Work required: Produce a copy of every line in the records that holds the string "TickerRecord".

_ _ _

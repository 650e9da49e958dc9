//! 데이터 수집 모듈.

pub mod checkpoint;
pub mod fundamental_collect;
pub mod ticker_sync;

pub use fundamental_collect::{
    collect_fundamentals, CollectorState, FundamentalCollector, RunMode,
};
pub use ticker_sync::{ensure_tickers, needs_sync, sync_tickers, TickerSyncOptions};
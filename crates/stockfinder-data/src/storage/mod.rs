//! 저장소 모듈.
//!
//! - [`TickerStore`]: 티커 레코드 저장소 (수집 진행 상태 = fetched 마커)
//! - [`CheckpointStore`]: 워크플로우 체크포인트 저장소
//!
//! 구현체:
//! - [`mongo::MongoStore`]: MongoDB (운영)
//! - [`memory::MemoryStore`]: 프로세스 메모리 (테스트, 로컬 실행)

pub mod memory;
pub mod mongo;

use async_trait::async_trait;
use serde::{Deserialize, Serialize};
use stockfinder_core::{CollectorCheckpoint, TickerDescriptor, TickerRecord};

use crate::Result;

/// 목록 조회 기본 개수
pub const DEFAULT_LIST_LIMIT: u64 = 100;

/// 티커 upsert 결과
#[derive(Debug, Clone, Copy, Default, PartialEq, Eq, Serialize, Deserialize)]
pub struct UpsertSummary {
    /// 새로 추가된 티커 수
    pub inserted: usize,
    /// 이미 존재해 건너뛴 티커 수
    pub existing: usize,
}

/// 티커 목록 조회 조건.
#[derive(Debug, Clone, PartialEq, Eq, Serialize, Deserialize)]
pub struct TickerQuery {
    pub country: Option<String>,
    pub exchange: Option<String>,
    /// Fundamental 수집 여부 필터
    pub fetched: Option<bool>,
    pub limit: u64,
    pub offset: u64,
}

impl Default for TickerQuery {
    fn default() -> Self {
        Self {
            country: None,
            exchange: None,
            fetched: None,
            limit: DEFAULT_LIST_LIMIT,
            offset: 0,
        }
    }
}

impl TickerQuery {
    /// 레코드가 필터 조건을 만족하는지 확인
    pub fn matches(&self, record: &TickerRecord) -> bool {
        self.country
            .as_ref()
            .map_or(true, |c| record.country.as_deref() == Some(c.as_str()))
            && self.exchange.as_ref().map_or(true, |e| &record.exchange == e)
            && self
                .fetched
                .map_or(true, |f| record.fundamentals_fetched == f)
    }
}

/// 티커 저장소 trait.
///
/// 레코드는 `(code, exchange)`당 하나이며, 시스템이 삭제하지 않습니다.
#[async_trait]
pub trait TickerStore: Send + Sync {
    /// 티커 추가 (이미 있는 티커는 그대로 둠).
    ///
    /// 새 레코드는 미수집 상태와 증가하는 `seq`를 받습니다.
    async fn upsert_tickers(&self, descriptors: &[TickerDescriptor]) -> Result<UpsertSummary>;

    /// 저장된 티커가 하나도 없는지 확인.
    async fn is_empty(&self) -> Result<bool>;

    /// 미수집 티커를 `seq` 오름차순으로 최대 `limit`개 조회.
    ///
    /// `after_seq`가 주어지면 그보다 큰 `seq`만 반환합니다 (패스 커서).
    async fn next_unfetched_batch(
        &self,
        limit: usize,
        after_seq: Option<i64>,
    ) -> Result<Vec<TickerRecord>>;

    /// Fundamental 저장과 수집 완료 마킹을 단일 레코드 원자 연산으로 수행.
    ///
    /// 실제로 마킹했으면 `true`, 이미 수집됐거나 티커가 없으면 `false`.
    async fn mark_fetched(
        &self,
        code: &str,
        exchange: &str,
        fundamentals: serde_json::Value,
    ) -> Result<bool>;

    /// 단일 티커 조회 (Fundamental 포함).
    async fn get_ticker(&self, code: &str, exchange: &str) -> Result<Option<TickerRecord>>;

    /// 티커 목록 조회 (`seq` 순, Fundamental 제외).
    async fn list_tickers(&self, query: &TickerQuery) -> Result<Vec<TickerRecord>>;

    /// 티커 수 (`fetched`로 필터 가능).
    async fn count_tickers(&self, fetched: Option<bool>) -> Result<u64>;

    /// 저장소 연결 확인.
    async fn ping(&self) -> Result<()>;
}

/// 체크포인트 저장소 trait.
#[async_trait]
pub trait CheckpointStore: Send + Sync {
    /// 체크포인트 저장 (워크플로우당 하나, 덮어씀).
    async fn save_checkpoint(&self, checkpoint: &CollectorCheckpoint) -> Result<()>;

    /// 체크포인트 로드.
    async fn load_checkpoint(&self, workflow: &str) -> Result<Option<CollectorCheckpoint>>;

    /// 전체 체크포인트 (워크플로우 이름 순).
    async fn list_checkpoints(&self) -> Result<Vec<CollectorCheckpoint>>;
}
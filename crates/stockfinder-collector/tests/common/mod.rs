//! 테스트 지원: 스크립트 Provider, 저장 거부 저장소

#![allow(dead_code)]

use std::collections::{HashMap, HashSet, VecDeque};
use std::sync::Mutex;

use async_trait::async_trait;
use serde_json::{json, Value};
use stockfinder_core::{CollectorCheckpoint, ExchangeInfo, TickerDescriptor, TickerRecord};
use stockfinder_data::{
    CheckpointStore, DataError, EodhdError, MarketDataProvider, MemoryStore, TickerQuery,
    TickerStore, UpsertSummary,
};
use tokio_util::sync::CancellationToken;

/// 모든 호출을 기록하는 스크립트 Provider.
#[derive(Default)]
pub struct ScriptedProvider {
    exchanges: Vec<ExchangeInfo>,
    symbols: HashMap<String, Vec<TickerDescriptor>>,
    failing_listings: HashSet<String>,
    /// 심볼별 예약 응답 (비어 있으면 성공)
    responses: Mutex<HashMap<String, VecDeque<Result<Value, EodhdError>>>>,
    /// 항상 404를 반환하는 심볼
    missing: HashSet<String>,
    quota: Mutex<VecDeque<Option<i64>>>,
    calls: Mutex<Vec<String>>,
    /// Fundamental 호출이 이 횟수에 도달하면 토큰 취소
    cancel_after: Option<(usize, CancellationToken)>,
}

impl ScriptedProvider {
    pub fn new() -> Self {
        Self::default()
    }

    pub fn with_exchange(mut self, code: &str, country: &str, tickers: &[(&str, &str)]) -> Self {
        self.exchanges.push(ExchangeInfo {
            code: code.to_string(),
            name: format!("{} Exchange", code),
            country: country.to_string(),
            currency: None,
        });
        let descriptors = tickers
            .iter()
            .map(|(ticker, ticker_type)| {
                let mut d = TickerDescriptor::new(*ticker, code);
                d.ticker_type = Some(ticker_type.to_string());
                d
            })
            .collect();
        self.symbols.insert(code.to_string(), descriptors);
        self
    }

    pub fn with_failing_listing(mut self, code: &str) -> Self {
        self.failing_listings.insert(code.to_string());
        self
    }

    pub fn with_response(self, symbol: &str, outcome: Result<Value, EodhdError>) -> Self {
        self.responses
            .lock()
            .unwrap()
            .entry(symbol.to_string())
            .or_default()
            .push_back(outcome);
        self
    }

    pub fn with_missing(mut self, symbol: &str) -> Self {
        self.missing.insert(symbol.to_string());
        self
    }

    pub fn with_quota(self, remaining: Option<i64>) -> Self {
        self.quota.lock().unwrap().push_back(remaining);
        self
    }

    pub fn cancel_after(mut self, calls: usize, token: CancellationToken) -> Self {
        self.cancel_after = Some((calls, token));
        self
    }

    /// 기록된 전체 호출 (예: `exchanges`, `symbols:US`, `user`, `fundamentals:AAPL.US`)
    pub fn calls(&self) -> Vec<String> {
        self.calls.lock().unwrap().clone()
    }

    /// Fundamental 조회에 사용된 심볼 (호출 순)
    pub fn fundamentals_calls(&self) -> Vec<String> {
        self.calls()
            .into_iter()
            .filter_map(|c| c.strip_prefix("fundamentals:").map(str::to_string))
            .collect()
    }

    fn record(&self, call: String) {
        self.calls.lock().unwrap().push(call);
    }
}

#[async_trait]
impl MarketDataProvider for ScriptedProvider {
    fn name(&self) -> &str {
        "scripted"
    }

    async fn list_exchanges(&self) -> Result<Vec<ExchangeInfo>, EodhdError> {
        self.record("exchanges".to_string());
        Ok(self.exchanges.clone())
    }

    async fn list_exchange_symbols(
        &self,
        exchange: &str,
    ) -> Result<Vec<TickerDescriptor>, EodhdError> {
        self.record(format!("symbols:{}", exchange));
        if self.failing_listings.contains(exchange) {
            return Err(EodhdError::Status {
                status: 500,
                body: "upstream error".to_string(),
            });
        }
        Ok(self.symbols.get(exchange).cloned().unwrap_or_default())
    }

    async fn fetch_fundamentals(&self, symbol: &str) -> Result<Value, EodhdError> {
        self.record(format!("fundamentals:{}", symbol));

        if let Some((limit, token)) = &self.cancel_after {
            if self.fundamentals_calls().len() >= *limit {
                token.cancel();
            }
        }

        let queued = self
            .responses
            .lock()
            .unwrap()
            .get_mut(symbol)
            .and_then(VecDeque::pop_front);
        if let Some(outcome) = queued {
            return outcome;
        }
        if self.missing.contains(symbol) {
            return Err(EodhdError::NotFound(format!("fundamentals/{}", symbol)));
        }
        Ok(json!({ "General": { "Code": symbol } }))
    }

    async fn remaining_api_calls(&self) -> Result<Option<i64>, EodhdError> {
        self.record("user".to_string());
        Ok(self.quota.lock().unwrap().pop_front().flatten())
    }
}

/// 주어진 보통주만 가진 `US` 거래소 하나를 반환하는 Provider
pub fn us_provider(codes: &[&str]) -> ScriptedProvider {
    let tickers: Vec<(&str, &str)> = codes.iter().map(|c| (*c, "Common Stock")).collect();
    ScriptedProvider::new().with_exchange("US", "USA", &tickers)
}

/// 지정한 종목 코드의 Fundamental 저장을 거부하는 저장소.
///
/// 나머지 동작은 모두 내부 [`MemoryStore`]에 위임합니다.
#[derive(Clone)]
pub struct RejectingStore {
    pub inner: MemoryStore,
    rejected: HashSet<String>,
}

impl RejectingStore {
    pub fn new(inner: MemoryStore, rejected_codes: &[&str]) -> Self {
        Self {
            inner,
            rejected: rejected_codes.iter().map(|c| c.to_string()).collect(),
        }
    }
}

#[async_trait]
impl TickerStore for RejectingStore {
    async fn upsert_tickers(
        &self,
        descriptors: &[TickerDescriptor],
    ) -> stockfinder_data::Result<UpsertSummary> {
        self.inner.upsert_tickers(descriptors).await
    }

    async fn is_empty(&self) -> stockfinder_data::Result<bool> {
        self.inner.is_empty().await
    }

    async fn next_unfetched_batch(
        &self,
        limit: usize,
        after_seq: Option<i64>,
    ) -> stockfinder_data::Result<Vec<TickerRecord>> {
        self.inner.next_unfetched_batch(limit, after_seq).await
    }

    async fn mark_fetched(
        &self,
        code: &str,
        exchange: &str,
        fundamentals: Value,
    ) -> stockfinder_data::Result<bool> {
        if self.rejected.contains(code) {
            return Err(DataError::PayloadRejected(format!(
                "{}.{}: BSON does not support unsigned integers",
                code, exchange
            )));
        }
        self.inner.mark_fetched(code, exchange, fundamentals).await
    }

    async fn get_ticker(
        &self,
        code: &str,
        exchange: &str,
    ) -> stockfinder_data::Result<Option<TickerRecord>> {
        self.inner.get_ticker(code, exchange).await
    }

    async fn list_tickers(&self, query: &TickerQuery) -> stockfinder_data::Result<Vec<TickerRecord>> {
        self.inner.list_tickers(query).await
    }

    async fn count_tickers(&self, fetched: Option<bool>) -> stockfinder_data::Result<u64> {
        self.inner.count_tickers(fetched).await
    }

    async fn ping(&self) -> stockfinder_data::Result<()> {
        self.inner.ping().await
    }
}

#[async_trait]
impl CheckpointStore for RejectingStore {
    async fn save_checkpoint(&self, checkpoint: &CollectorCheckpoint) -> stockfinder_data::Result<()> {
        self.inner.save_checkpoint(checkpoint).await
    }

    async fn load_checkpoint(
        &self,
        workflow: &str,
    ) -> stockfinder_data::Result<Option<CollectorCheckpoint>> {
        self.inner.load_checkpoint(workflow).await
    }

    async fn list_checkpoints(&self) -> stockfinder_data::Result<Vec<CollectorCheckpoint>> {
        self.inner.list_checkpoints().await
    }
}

_ _ _

Written response:
use stockfinder_core::{CollectorCheckpoint, TickerDescriptor, TickerRecord};
    pub fn matches(&self, record: &TickerRecord) -> bool {
    ) -> Result<Vec<TickerRecord>>;
    async fn get_ticker(&self, code: &str, exchange: &str) -> Result<Option<TickerRecord>>;
    async fn list_tickers(&self, query: &TickerQuery) -> Result<Vec<TickerRecord>>;
use stockfinder_core::{CollectorCheckpoint, ExchangeInfo, TickerDescriptor, TickerRecord};
    ) -> stockfinder_data::Result<Vec<TickerRecord>> {
    ) -> stockfinder_data::Result<Option<TickerRecord>> {
    async fn list_tickers(&self, query: &TickerQuery) -> stockfinder_data::Result<Vec<TickerRecord>> {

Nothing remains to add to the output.